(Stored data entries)
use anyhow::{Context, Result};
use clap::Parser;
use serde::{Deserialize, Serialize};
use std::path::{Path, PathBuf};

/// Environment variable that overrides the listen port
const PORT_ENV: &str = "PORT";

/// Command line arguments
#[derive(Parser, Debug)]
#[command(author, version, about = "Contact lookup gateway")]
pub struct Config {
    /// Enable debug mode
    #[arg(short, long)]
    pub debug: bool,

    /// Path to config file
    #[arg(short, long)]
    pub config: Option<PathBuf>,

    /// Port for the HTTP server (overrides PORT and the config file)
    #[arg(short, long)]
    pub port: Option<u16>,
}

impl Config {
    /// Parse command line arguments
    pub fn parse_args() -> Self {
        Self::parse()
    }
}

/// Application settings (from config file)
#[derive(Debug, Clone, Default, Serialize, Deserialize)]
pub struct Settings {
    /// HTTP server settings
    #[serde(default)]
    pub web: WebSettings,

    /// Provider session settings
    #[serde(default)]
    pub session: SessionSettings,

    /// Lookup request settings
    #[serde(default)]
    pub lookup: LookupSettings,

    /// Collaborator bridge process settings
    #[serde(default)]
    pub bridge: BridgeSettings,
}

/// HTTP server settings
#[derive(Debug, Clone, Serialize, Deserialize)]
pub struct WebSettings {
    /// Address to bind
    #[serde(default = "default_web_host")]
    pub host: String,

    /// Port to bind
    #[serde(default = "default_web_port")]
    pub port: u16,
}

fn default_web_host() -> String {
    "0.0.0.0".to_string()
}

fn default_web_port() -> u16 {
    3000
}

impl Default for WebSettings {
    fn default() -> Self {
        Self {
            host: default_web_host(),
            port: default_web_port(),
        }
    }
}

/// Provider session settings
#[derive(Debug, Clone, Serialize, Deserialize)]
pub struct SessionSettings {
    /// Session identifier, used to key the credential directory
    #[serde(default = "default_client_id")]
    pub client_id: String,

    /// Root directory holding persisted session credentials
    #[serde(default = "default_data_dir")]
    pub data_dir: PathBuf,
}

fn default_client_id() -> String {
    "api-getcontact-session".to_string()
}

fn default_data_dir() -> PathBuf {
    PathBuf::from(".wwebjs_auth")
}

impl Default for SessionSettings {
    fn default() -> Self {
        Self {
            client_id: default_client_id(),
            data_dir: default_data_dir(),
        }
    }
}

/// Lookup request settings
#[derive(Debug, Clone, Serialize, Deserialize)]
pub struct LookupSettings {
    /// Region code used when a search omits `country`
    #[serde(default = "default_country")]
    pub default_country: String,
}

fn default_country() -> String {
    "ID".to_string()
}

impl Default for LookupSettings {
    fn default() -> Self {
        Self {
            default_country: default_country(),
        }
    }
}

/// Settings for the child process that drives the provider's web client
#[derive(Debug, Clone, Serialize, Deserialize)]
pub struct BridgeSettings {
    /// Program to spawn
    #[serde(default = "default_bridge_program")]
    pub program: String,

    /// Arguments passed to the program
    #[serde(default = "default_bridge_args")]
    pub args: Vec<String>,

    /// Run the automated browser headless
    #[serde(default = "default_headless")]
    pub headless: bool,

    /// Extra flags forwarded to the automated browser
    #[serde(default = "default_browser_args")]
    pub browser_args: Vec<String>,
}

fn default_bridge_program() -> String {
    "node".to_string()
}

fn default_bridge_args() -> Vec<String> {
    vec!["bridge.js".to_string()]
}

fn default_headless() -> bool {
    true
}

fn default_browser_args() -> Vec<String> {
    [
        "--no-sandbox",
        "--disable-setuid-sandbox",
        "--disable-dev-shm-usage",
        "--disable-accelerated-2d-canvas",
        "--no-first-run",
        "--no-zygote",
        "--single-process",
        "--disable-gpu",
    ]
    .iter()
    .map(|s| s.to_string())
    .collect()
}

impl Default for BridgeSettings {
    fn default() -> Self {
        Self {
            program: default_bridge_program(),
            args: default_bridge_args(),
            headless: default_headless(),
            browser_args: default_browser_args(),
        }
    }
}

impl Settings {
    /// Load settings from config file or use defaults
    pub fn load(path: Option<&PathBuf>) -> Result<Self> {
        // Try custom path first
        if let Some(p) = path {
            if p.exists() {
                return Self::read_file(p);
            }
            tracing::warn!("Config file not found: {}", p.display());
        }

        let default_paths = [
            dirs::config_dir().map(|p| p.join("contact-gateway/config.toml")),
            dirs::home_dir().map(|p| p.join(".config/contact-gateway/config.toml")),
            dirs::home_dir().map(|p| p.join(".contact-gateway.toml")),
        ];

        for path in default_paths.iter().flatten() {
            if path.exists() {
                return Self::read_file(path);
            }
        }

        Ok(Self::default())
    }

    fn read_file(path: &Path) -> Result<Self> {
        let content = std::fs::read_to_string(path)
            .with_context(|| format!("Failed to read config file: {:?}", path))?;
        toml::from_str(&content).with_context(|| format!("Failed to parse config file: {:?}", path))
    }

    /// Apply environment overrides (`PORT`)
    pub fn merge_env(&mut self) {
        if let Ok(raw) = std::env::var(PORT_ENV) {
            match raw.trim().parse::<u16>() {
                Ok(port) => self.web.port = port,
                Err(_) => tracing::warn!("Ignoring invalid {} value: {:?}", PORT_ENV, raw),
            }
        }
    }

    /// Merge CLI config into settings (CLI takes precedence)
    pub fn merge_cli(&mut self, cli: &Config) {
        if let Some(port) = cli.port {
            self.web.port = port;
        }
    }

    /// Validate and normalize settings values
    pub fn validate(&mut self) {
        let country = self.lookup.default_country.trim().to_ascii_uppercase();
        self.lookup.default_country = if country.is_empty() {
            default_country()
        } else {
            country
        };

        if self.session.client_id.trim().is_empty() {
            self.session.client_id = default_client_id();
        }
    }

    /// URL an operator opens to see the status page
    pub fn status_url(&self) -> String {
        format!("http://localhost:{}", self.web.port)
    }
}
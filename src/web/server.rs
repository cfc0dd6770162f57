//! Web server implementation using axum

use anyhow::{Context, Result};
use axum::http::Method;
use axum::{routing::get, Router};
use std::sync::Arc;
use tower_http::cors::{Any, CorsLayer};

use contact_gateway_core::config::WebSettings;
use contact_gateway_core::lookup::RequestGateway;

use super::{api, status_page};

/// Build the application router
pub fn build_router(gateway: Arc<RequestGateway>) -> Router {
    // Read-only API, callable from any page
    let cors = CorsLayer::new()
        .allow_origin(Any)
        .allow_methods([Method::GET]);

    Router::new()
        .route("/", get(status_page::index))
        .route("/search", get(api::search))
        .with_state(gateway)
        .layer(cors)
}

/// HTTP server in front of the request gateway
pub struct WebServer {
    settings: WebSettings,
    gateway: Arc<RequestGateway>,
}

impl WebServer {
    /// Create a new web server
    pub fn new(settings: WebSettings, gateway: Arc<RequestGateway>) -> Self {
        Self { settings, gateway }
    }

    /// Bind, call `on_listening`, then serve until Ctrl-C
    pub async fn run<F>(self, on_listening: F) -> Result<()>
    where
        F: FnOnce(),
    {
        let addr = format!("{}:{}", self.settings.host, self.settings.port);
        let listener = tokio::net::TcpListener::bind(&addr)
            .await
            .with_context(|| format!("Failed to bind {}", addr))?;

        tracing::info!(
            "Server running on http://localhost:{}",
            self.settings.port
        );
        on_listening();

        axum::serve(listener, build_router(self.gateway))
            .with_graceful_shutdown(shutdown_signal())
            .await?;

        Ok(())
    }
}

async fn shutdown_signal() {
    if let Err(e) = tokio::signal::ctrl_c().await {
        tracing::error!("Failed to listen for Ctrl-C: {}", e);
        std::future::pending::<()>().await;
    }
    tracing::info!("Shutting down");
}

Work to be completed: The lines from the start of the entries above through the line containing "#[derive(Parser, Debug)]" are the ones to return, please; copy them exactly and include both ends.

Finished exercise:
use anyhow::{Context, Result};
use clap::Parser;
use serde::{Deserialize, Serialize};
use std::path::{Path, PathBuf};

/// Environment variable that overrides the listen port
const PORT_ENV: &str = "PORT";

/// Command line arguments
#[derive(Parser, Debug)]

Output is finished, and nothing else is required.